Lane currently directs the Telelearning Center, located in the bottom floor of Stone Building. The center’s primary function is to make UNCG classes available for sharing with other campuses in the system, and also to receive classes from other campuses. Other functions, like administrative videoconferencing, also take place there.

He says the job is “the culmination of what I wanted to do as a career.” As a UNCG undergraduate, he picked up engineering skills working at WUAG, the campus radio station. He graduated and went to work at WGGT TV, N.C. A&T State University, then to WFMY-TV for its News 2 Net online programming.

“It was a good path to pick up the experience I needed,” Lane said. “I learned where to put a camera, how to make a presentation look good, production experience, camera operation and some engineering. I was so lucky to find this job – there are very few opportunities like this out there.”

Lane started work in McNutt Building in 1995 when distance learning was in its early days and web-based instruction didn’t exist. The first client was Library and Information Studies, which offered graduate classes two nights a week. UNCG was the first UNC campus to offer graduate distance learning.

Those courses were shared with UNC Charlotte and UNC Asheville.

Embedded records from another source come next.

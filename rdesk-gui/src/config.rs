//! Viewer configuration.

use std::path::Path;

use rdesk_core::{RdeskError, SessionConfig, SessionDescriptor, SessionType, Size};
use serde::{Deserialize, Serialize};

use crate::controller::MINIMUM_WINDOW_SIZE;

/// Top-level configuration for the viewer.
#[derive(Debug, Clone, Default, Serialize, Deserialize)]
#[serde(default)]
pub struct GuiConfig {
    /// Which session to open, and its persisted settings.
    pub session: SessionSection,
    /// Window settings.
    pub display: DisplayConfig,
    /// Input forwarding settings.
    pub input: InputConfig,
    /// Logging.
    pub logging: LoggingConfig,
}

/// Session identity plus the persisted session profile.
#[derive(Debug, Clone, Serialize, Deserialize)]
#[serde(default)]
pub struct SessionSection {
    /// `manage` or `view`.
    pub session_type: SessionType,
    /// Name shown in the title bar; the address is used when empty.
    pub display_name: String,
    /// Remote host, `host[:port]`.
    pub address: String,
    /// Video encoding and feature flags.
    pub profile: SessionConfig,
}

/// Window settings.
#[derive(Debug, Clone, Serialize, Deserialize)]
#[serde(default)]
pub struct DisplayConfig {
    /// Start in fullscreen mode.
    pub fullscreen: bool,
    /// Remote frame size assumed until the host announces one.
    pub frame_width: i32,
    pub frame_height: i32,
    /// Smallest client area the window may be resized to.
    pub min_width: i32,
    pub min_height: i32,
    /// Toolbar overlay width in pixels.
    pub panel_width: i32,
}

/// Input forwarding.
#[derive(Debug, Clone, Serialize, Deserialize)]
#[serde(default)]
pub struct InputConfig {
    /// Forward pointer and wheel events.
    pub capture_mouse: bool,
    /// Forward keyboard events.
    pub capture_keyboard: bool,
}

/// Logging.
#[derive(Debug, Clone, Serialize, Deserialize)]
#[serde(default)]
pub struct LoggingConfig {
    /// Log level, used when `RUST_LOG` is unset.
    pub level: String,
    /// Optional log file; empty logs to stderr.
    pub file: String,
}

// ── Defaults ─────────────────────────────────────────────────────

impl Default for SessionSection {
    fn default() -> Self {
        Self {
            session_type: SessionType::Manage,
            display_name: String::new(),
            address: "127.0.0.1:8050".into(),
            profile: SessionConfig::default(),
        }
    }
}

impl Default for DisplayConfig {
    fn default() -> Self {
        Self {
            fullscreen: false,
            frame_width: 1280,
            frame_height: 720,
            min_width: MINIMUM_WINDOW_SIZE.width,
            min_height: MINIMUM_WINDOW_SIZE.height,
            panel_width: 400,
        }
    }
}

impl Default for InputConfig {
    fn default() -> Self {
        Self {
            capture_mouse: true,
            capture_keyboard: true,
        }
    }
}

impl Default for LoggingConfig {
    fn default() -> Self {
        Self {
            level: "info".into(),
            file: String::new(),
        }
    }
}

// ── Loading ──────────────────────────────────────────────────────

impl GuiConfig {
    /// Load from a TOML file, falling back to defaults.
    pub fn load(path: &Path) -> Self {
        match std::fs::read_to_string(path) {
            Ok(contents) => toml::from_str(&contents).unwrap_or_else(|e| {
                tracing::warn!("invalid config {}: {e}; using defaults", path.display());
                Self::default()
            }),
            Err(_) => {
                tracing::info!("no config at {}; using defaults", path.display());
                Self::default()
            }
        }
    }

    /// Write default config to a file.
    pub fn write_default(path: &Path) -> Result<(), RdeskError> {
        let text = toml::to_string_pretty(&Self::default())
            .map_err(|e| RdeskError::InvalidConfig(e.to_string()))?;
        std::fs::write(path, text)?;
        Ok(())
    }

    /// Reject values the window cannot work with.
    pub fn validate(&self) -> Result<(), RdeskError> {
        if self.session.address.trim().is_empty() {
            return Err(RdeskError::InvalidConfig("session.address is empty".into()));
        }
        if self.display.min_width < MINIMUM_WINDOW_SIZE.width
            || self.display.min_height < MINIMUM_WINDOW_SIZE.height
        {
            return Err(RdeskError::InvalidConfig(format!(
                "display minimum {}x{} is below {}x{}",
                self.display.min_width,
                self.display.min_height,
                MINIMUM_WINDOW_SIZE.width,
                MINIMUM_WINDOW_SIZE.height,
            )));
        }
        if self.initial_frame().is_empty() {
            return Err(RdeskError::InvalidConfig(
                "display frame size must be positive".into(),
            ));
        }
        if self.display.panel_width <= 0 {
            return Err(RdeskError::InvalidConfig("display.panel_width must be positive".into()));
        }
        Ok(())
    }

    pub fn descriptor(&self) -> SessionDescriptor {
        SessionDescriptor::new(
            self.session.session_type,
            self.session.display_name.clone(),
            self.session.address.clone(),
        )
    }

    pub fn initial_frame(&self) -> Size {
        Size::new(self.display.frame_width, self.display.frame_height)
    }

    pub fn min_window(&self) -> Size {
        Size::new(self.display.min_width, self.display.min_height)
    }
}

// ── Tests ────────────────────────────────────────────────────────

It was unique because of the convenience. People in Charlotte or Asheville who couldn’t drive to campus could take the class on the other campuses and get the credit. The actual classes were at UNCG. Students at the other campuses could see the professors and the professors could see them.

Another use is administrative videoconferencing. As a member of the 17-campus UNC system, UNCG needs to receive instruction or get information on new regulations from UNC General Administration, state government and the legislature. “It saves time and gas mileage if our people don’t have to go to Chapel Hill; we can save them travel time,” Lane said. “The chancellor, provost, vice chancellors, deans can talk with colleagues.”

It’s not just for administrative use – faculty, staff and students can use it at no charge, as well.

There have been some special cases. A woman in the final month of her pregnancy needed to defend her graduate degree, but her doctor said she couldn’t travel to campus. She did her defense through the center, and it went off without a hitch. Numerous other defenses have taken place, including one where a faculty member was in Australia. “Today, you can’t always have all the members of a master’s or doctoral committee on campus all the time.”

Lane does give advice to people who are making presentations or conducting interviews. “I talk to them before the presentation or interview, to tell them the most effective way to ‘talk to the camera’ – sometimes they’ve never thought of it,” he said. “I let them know where they need to look and that the people are there to see them, how they look and act. And I tell anyone who is using PowerPoint, don’t read it word-for-word.”